Collected data entries:

======

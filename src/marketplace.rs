//! Marketplace client: search, download-URL request, key registration,
//! archive upload. JSON over HTTPS; plain HTTP is accepted only for
//! loopback hosts during development.

use std::time::Duration;

use anyhow::Context;
use reqwest::StatusCode;
use reqwest::blocking::{Client, Response};
use serde::{Deserialize, Serialize};

use crate::config::Config;
use crate::error::{Result, SkillPortError};
use crate::policy::Policy;

const HTTP_TIMEOUT: Duration = Duration::from_secs(30);

#[derive(Debug, Clone, Serialize, Deserialize)]
pub struct SkillListing {
    pub id: String,
    pub version: String,
    #[serde(default)]
    pub description: String,
    #[serde(default)]
    pub risk_score: Option<u32>,
}

#[derive(Debug, Clone, Deserialize)]
pub struct DownloadGrant {
    pub url: String,
    #[serde(default)]
    pub expires_at: Option<String>,
}

#[derive(Debug, Clone, Deserialize)]
pub struct RegisteredKey {
    pub key_id: String,
}

#[derive(Debug, Clone, Deserialize)]
pub struct UploadReceipt {
    pub id: String,
    pub version: String,
}

pub struct MarketplaceClient {
    base_url: reqwest::Url,
    token: Option<String>,
    http: Client,
}

impl MarketplaceClient {
    /// Build a client for the configured marketplace. Rejects non-HTTPS
    /// URLs for non-loopback hosts and hosts outside the policy allowlist.
    pub fn new(config: &Config, policy: &Policy) -> Result<Self> {
        let base_url = reqwest::Url::parse(&config.marketplace_url).map_err(|e| {
            SkillPortError::InputInvalid(format!(
                "marketplace url {}: {e}",
                config.marketplace_url
            ))
        })?;

        let host = base_url
            .host_str()
            .ok_or_else(|| {
                SkillPortError::InputInvalid("marketplace url has no host".into())
            })?
            .to_string();

        let loopback = host == "localhost" || host == "127.0.0.1" || host == "::1";
        if base_url.scheme() != "https" && !loopback {
            return Err(SkillPortError::InputInvalid(format!(
                "marketplace url must use https (got {})",
                base_url.scheme()
            )));
        }

        if !policy.is_host_allowed(&host) {
            return Err(SkillPortError::PolicyRejected {
                reason: format!("host {host} is not in policy.allowed_hosts"),
                hints: vec![format!(
                    "add \"{host}\" to policy.allowed_hosts in .skillportrc"
                )],
            });
        }

        let http = Client::builder()
            .timeout(HTTP_TIMEOUT)
            .build()
            .context("failed to build http client")?;

        Ok(Self {
            base_url,
            token: config.auth_token.clone(),
            http,
        })
    }

    /// Search the marketplace by SSP id or free text.
    pub fn search(&self, query: &str) -> Result<Vec<SkillListing>> {
        let url = self.endpoint("v1/skills")?;
        let request = self.authorized(self.http.get(url).query(&[("q", query)]));
        let response = request.send().map_err(transport_error)?;
        Self::parse_json(response)
    }

    /// Request a time-limited download URL for a skill.
    pub fn request_download_url(&self, ssp_id: &str) -> Result<String> {
        let url = self.endpoint(&format!("v1/skills/{ssp_id}/download"))?;
        let request = self.authorized(self.http.post(url));
        let response = request.send().map_err(transport_error)?;
        let grant: DownloadGrant = Self::parse_json(response)?;
        Ok(grant.url)
    }

    /// Fetch archive bytes from a previously granted URL.
    pub fn download(&self, url: &str) -> Result<Vec<u8>> {
        let response = self
            .authorized(self.http.get(url))
            .send()
            .map_err(transport_error)?;
        let response = check_status(response)?;
        let bytes = response.bytes().map_err(transport_error)?;
        Ok(bytes.to_vec())
    }

    /// Register a public key (PEM + label) with the marketplace.
    pub fn register_key(&self, public_pem: &str, label: &str) -> Result<RegisteredKey> {
        let url = self.endpoint("v1/keys")?;
        let body = serde_json::json!({"public_key_pem": public_pem, "label": label});
        let response = self
            .authorized(self.http.post(url).json(&body))
            .send()
            .map_err(transport_error)?;
        Self::parse_json(response)
    }

    /// Upload a signed `.ssp` archive.
    pub fn upload(&self, archive_bytes: Vec<u8>) -> Result<UploadReceipt> {
        let url = self.endpoint("v1/skills")?;
        let response = self
            .authorized(
                self.http
                    .post(url)
                    .header("content-type", "application/octet-stream")
                    .body(archive_bytes),
            )
            .send()
            .map_err(transport_error)?;
        Self::parse_json(response)
    }

    fn endpoint(&self, path: &str) -> Result<reqwest::Url> {
        self.base_url
            .join(path)
            .map_err(|e| SkillPortError::InputInvalid(format!("endpoint {path}: {e}")))
    }

    fn authorized(
        &self,
        request: reqwest::blocking::RequestBuilder,
    ) -> reqwest::blocking::RequestBuilder {
        match &self.token {
            Some(token) => request.bearer_auth(token),
            None => request,
        }
    }

    fn parse_json<T: serde::de::DeserializeOwned>(response: Response) -> Result<T> {
        let response = check_status(response)?;
        response
            .json()
            .map_err(|e| SkillPortError::Network(format!("invalid marketplace response: {e}")))
    }
}

fn transport_error(err: reqwest::Error) -> SkillPortError {
    SkillPortError::Network(err.to_string())
}

fn check_status(response: Response) -> Result<Response> {
    match response.status() {
        status if status.is_success() => Ok(response),
        StatusCode::UNAUTHORIZED => Err(SkillPortError::AuthRequired(
            "marketplace rejected the request".into(),
        )),
        StatusCode::FORBIDDEN => Err(SkillPortError::Forbidden(
            "marketplace denied access".into(),
        )),
        StatusCode::NOT_FOUND => Err(SkillPortError::NotFound("no such skill".into())),
        StatusCode::TOO_MANY_REQUESTS => {
            let retry_after_secs = response
                .headers()
                .get("retry-after")
                .and_then(|v| v.to_str().ok())
                .and_then(|v| v.parse().ok());
            Err(SkillPortError::RateLimited { retry_after_secs })
        }
        status => Err(SkillPortError::Network(format!(
            "marketplace returned {status}"
        ))),
    }
}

======

* _Directions for this task_: Output the records above exactly as written.

* _Solution to this problem_:
filename src/marketplace.rs
//! Marketplace client: search, download-URL request, key registration,
//! archive upload. JSON over HTTPS; plain HTTP is accepted only for
//! loopback hosts during development.

use std::time::Duration;

use anyhow::Context;
use reqwest::StatusCode;
use reqwest::blocking::{Client, Response};
use serde::{Deserialize, Serialize};

use crate::config::Config;
use crate::error::{Result, SkillPortError};
use crate::policy::Policy;

const HTTP_TIMEOUT: Duration = Duration::from_secs(30);

#[derive(Debug, Clone, Serialize, Deserialize)]
pub struct SkillListing {
    pub id: String,
    pub version: String,
    #[serde(default)]
    pub description: String,
    #[serde(default)]
    pub risk_score: Option<u32>,
}

#[derive(Debug, Clone, Deserialize)]
pub struct DownloadGrant {
    pub url: String,
    #[serde(default)]
    pub expires_at: Option<String>,
}

#[derive(Debug, Clone, Deserialize)]
pub struct RegisteredKey {
    pub key_id: String,
}

#[derive(Debug, Clone, Deserialize)]
pub struct UploadReceipt {
    pub id: String,
    pub version: String,
}

pub struct MarketplaceClient {
    base_url: reqwest::Url,
    token: Option<String>,
    http: Client,
}

impl MarketplaceClient {
    /// Build a client for the configured marketplace. Rejects non-HTTPS
    /// URLs for non-loopback hosts and hosts outside the policy allowlist.
    pub fn new(config: &Config, policy: &Policy) -> Result<Self> {
        let base_url = reqwest::Url::parse(&config.marketplace_url).map_err(|e| {
            SkillPortError::InputInvalid(format!(
                "marketplace url {}: {e}",
                config.marketplace_url
            ))
        })?;

        let host = base_url
            .host_str()
            .ok_or_else(|| {
                SkillPortError::InputInvalid("marketplace url has no host".into())
            })?
            .to_string();

        let loopback = host == "localhost" || host == "127.0.0.1" || host == "::1";
        if base_url.scheme() != "https" && !loopback {
            return Err(SkillPortError::InputInvalid(format!(
                "marketplace url must use https (got {})",
                base_url.scheme()
            )));
        }

        if !policy.is_host_allowed(&host) {
            return Err(SkillPortError::PolicyRejected {
                reason: format!("host {host} is not in policy.allowed_hosts"),
                hints: vec![format!(
                    "add \"{host}\" to policy.allowed_hosts in .skillportrc"
                )],
            });
        }

        let http = Client::builder()
            .timeout(HTTP_TIMEOUT)
            .build()
            .context("failed to build http client")?;

        Ok(Self {
            base_url,
            token: config.auth_token.clone(),
            http,
        })
    }

    /// Search the marketplace by SSP id or free text.
    pub fn search(&self, query: &str) -> Result<Vec<SkillListing>> {
        let url = self.endpoint("v1/skills")?;
        let request = self.authorized(self.http.get(url).query(&[("q", query)]));
        let response = request.send().map_err(transport_error)?;
        Self::parse_json(response)
    }

    /// Request a time-limited download URL for a skill.
    pub fn request_download_url(&self, ssp_id: &str) -> Result<String> {
        let url = self.endpoint(&format!("v1/skills/{ssp_id}/download"))?;
        let request = self.authorized(self.http.post(url));
        let response = request.send().map_err(transport_error)?;
        let grant: DownloadGrant = Self::parse_json(response)?;
        Ok(grant.url)
    }

    /// Fetch archive bytes from a previously granted URL.
    pub fn download(&self, url: &str) -> Result<Vec<u8>> {
        let response = self
            .authorized(self.http.get(url))
            .send()
            .map_err(transport_error)?;
        let response = check_status(response)?;
        let bytes = response.bytes().map_err(transport_error)?;
        Ok(bytes.to_vec())
    }

    /// Register a public key (PEM + label) with the marketplace.
    pub fn register_key(&self, public_pem: &str, label: &str) -> Result<RegisteredKey> {
        let url = self.endpoint("v1/keys")?;
        let body = serde_json::json!({"public_key_pem": public_pem, "label": label});
        let response = self
            .authorized(self.http.post(url).json(&body))
            .send()
            .map_err(transport_error)?;
        Self::parse_json(response)
    }

    /// Upload a signed `.ssp` archive.
    pub fn upload(&self, archive_bytes: Vec<u8>) -> Result<UploadReceipt> {
        let url = self.endpoint("v1/skills")?;
        let response = self
            .authorized(
                self.http
                    .post(url)
                    .header("content-type", "application/octet-stream")
                    .body(archive_bytes),
            )
            .send()
            .map_err(transport_error)?;
        Self::parse_json(response)
    }

    fn endpoint(&self, path: &str) -> Result<reqwest::Url> {
        self.base_url
            .join(path)
            .map_err(|e| SkillPortError::InputInvalid(format!("endpoint {path}: {e}")))
    }

    fn authorized(
        &self,
        request: reqwest::blocking::RequestBuilder,
    ) -> reqwest::blocking::RequestBuilder {
        match &self.token {
            Some(token) => request.bearer_auth(token),
            None => request,
        }
    }

    fn parse_json<T: serde::de::DeserializeOwned>(response: Response) -> Result<T> {
        let response = check_status(response)?;
        response
            .json()
            .map_err(|e| SkillPortError::Network(format!("invalid marketplace response: {e}")))
    }
}

fn transport_error(err: reqwest::Error) -> SkillPortError {
    SkillPortError::Network(err.to_string())
}

fn check_status(response: Response) -> Result<Response> {
    match response.status() {
        status if status.is_success() => Ok(response),
        StatusCode::UNAUTHORIZED => Err(SkillPortError::AuthRequired(
            "marketplace rejected the request".into(),
        )),
        StatusCode::FORBIDDEN => Err(SkillPortError::Forbidden(
            "marketplace denied access".into(),
        )),
        StatusCode::NOT_FOUND => Err(SkillPortError::NotFound("no such skill".into())),
        StatusCode::TOO_MANY_REQUESTS => {
            let retry_after_secs = response
                .headers()
                .get("retry-after")
                .and_then(|v| v.to_str().ok())
                .and_then(|v| v.parse().ok());
            Err(SkillPortError::RateLimited { retry_after_secs })
        }
        status => Err(SkillPortError::Network(format!(
            "marketplace returned {status}"
        ))),
    }
}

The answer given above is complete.